EXERCISE DIRECTIONS
Go through the records below and restate each one word for word.

━━━ RECORDS FOR PROCESSING ━━━

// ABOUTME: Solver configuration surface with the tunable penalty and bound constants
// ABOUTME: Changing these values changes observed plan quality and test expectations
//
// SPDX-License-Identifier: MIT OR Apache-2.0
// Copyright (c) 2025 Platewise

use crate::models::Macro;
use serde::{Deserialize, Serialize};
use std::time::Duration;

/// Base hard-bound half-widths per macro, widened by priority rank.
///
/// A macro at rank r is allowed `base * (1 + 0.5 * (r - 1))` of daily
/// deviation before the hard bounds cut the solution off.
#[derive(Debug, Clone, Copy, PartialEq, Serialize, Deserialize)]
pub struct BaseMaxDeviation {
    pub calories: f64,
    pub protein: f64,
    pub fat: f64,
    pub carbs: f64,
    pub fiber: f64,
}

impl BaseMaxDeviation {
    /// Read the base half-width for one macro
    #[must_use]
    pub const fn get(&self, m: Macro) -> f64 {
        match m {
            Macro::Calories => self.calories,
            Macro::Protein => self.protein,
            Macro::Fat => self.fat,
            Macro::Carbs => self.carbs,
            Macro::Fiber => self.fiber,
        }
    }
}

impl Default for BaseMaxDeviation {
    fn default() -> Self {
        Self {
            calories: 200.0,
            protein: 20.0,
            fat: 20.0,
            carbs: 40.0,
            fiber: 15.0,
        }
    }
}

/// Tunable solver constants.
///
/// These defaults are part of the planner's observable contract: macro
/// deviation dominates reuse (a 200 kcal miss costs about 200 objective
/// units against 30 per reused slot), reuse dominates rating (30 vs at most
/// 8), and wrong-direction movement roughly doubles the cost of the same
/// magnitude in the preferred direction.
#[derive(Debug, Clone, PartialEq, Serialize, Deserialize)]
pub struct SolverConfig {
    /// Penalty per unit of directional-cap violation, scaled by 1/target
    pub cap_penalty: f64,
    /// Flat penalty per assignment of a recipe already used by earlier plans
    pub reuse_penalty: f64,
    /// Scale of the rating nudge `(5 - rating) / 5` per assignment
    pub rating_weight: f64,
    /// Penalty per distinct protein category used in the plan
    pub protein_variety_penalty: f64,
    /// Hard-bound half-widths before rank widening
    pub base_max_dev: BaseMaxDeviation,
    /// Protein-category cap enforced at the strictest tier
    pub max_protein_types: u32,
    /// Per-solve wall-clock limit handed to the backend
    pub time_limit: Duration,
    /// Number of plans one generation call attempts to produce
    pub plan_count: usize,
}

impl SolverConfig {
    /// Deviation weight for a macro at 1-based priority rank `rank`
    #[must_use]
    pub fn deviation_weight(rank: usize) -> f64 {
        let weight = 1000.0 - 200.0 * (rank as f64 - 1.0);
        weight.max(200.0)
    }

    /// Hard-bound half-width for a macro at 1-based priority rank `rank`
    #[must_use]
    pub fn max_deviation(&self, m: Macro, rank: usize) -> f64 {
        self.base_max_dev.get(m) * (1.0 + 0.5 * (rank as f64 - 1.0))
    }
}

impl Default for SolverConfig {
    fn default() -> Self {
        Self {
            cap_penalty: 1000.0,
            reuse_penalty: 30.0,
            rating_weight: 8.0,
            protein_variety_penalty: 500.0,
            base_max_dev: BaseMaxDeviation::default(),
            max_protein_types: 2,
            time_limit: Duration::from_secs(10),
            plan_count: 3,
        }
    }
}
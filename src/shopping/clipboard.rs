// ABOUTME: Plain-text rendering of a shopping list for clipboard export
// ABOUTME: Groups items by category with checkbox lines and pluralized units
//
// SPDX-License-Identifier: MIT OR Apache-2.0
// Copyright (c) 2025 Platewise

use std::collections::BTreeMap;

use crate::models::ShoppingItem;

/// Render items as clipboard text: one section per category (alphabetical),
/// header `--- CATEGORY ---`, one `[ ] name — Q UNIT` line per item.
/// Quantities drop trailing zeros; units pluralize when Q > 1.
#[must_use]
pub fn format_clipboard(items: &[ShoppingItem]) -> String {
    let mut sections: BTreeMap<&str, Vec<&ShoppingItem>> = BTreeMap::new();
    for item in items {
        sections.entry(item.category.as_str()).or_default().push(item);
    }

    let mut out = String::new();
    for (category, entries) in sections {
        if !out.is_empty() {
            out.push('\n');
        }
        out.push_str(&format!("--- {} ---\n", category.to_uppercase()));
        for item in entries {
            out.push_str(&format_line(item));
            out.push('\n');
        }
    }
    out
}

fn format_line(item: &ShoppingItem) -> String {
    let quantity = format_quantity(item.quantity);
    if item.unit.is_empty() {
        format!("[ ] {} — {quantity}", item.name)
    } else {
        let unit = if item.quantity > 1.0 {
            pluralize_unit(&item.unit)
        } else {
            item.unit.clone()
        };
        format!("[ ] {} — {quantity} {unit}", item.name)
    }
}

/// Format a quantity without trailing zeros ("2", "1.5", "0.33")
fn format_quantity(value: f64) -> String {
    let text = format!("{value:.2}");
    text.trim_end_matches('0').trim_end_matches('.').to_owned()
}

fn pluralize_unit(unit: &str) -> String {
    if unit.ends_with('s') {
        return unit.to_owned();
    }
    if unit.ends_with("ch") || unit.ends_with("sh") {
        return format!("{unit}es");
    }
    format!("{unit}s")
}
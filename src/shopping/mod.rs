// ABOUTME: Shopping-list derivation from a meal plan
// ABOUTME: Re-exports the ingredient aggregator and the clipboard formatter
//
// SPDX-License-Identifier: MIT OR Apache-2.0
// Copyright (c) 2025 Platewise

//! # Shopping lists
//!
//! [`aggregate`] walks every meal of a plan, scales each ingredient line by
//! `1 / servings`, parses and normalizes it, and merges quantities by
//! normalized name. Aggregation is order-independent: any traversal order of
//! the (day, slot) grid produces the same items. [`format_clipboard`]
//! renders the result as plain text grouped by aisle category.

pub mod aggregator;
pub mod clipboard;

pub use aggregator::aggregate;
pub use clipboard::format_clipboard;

━━━

THE ANSWER
// ABOUTME: Solver configuration surface with the tunable penalty and bound constants
// ABOUTME: Changing these values changes observed plan quality and test expectations
//
// SPDX-License-Identifier: MIT OR Apache-2.0
// Copyright (c) 2025 Platewise

use crate::models::Macro;
use serde::{Deserialize, Serialize};
use std::time::Duration;

/// Base hard-bound half-widths per macro, widened by priority rank.
///
/// A macro at rank r is allowed `base * (1 + 0.5 * (r - 1))` of daily
/// deviation before the hard bounds cut the solution off.
#[derive(Debug, Clone, Copy, PartialEq, Serialize, Deserialize)]
pub struct BaseMaxDeviation {
    pub calories: f64,
    pub protein: f64,
    pub fat: f64,
    pub carbs: f64,
    pub fiber: f64,
}

impl BaseMaxDeviation {
    /// Read the base half-width for one macro
    #[must_use]
    pub const fn get(&self, m: Macro) -> f64 {
        match m {
            Macro::Calories => self.calories,
            Macro::Protein => self.protein,
            Macro::Fat => self.fat,
            Macro::Carbs => self.carbs,
            Macro::Fiber => self.fiber,
        }
    }
}

impl Default for BaseMaxDeviation {
    fn default() -> Self {
        Self {
            calories: 200.0,
            protein: 20.0,
            fat: 20.0,
            carbs: 40.0,
            fiber: 15.0,
        }
    }
}

/// Tunable solver constants.
///
/// These defaults are part of the planner's observable contract: macro
/// deviation dominates reuse (a 200 kcal miss costs about 200 objective
/// units against 30 per reused slot), reuse dominates rating (30 vs at most
/// 8), and wrong-direction movement roughly doubles the cost of the same
/// magnitude in the preferred direction.
#[derive(Debug, Clone, PartialEq, Serialize, Deserialize)]
pub struct SolverConfig {
    /// Penalty per unit of directional-cap violation, scaled by 1/target
    pub cap_penalty: f64,
    /// Flat penalty per assignment of a recipe already used by earlier plans
    pub reuse_penalty: f64,
    /// Scale of the rating nudge `(5 - rating) / 5` per assignment
    pub rating_weight: f64,
    /// Penalty per distinct protein category used in the plan
    pub protein_variety_penalty: f64,
    /// Hard-bound half-widths before rank widening
    pub base_max_dev: BaseMaxDeviation,
    /// Protein-category cap enforced at the strictest tier
    pub max_protein_types: u32,
    /// Per-solve wall-clock limit handed to the backend
    pub time_limit: Duration,
    /// Number of plans one generation call attempts to produce
    pub plan_count: usize,
}

impl SolverConfig {
    /// Deviation weight for a macro at 1-based priority rank `rank`
    #[must_use]
    pub fn deviation_weight(rank: usize) -> f64 {
        let weight = 1000.0 - 200.0 * (rank as f64 - 1.0);
        weight.max(200.0)
    }

    /// Hard-bound half-width for a macro at 1-based priority rank `rank`
    #[must_use]
    pub fn max_deviation(&self, m: Macro, rank: usize) -> f64 {
        self.base_max_dev.get(m) * (1.0 + 0.5 * (rank as f64 - 1.0))
    }
}

impl Default for SolverConfig {
    fn default() -> Self {
        Self {
            cap_penalty: 1000.0,
            reuse_penalty: 30.0,
            rating_weight: 8.0,
            protein_variety_penalty: 500.0,
            base_max_dev: BaseMaxDeviation::default(),
            max_protein_types: 2,
            time_limit: Duration::from_secs(10),
            plan_count: 3,
        }
    }
}
filename src/shopping/clipboard.rs
// ABOUTME: Plain-text rendering of a shopping list for clipboard export
// ABOUTME: Groups items by category with checkbox lines and pluralized units
//
// SPDX-License-Identifier: MIT OR Apache-2.0
// Copyright (c) 2025 Platewise

use std::collections::BTreeMap;

use crate::models::ShoppingItem;

/// Render items as clipboard text: one section per category (alphabetical),
/// header `--- CATEGORY ---`, one `[ ] name — Q UNIT` line per item.
/// Quantities drop trailing zeros; units pluralize when Q > 1.
#[must_use]
pub fn format_clipboard(items: &[ShoppingItem]) -> String {
    let mut sections: BTreeMap<&str, Vec<&ShoppingItem>> = BTreeMap::new();
    for item in items {
        sections.entry(item.category.as_str()).or_default().push(item);
    }

    let mut out = String::new();
    for (category, entries) in sections {
        if !out.is_empty() {
            out.push('\n');
        }
        out.push_str(&format!("--- {} ---\n", category.to_uppercase()));
        for item in entries {
            out.push_str(&format_line(item));
            out.push('\n');
        }
    }
    out
}

fn format_line(item: &ShoppingItem) -> String {
    let quantity = format_quantity(item.quantity);
    if item.unit.is_empty() {
        format!("[ ] {} — {quantity}", item.name)
    } else {
        let unit = if item.quantity > 1.0 {
            pluralize_unit(&item.unit)
        } else {
            item.unit.clone()
        };
        format!("[ ] {} — {quantity} {unit}", item.name)
    }
}

/// Format a quantity without trailing zeros ("2", "1.5", "0.33")
fn format_quantity(value: f64) -> String {
    let text = format!("{value:.2}");
    text.trim_end_matches('0').trim_end_matches('.').to_owned()
}

fn pluralize_unit(unit: &str) -> String {
    if unit.ends_with('s') {
        return unit.to_owned();
    }
    if unit.ends_with("ch") || unit.ends_with("sh") {
        return format!("{unit}es");
    }
    format!("{unit}s")
}
filename src/shopping/mod.rs
// ABOUTME: Shopping-list derivation from a meal plan
// ABOUTME: Re-exports the ingredient aggregator and the clipboard formatter
//
// SPDX-License-Identifier: MIT OR Apache-2.0
// Copyright (c) 2025 Platewise

//! # Shopping lists
//!
//! [`aggregate`] walks every meal of a plan, scales each ingredient line by
//! `1 / servings`, parses and normalizes it, and merges quantities by
//! normalized name. Aggregation is order-independent: any traversal order of
//! the (day, slot) grid produces the same items. [`format_clipboard`]
//! renders the result as plain text grouped by aisle category.

pub mod aggregator;
pub mod clipboard;

pub use aggregator::aggregate;
pub use clipboard::format_clipboard;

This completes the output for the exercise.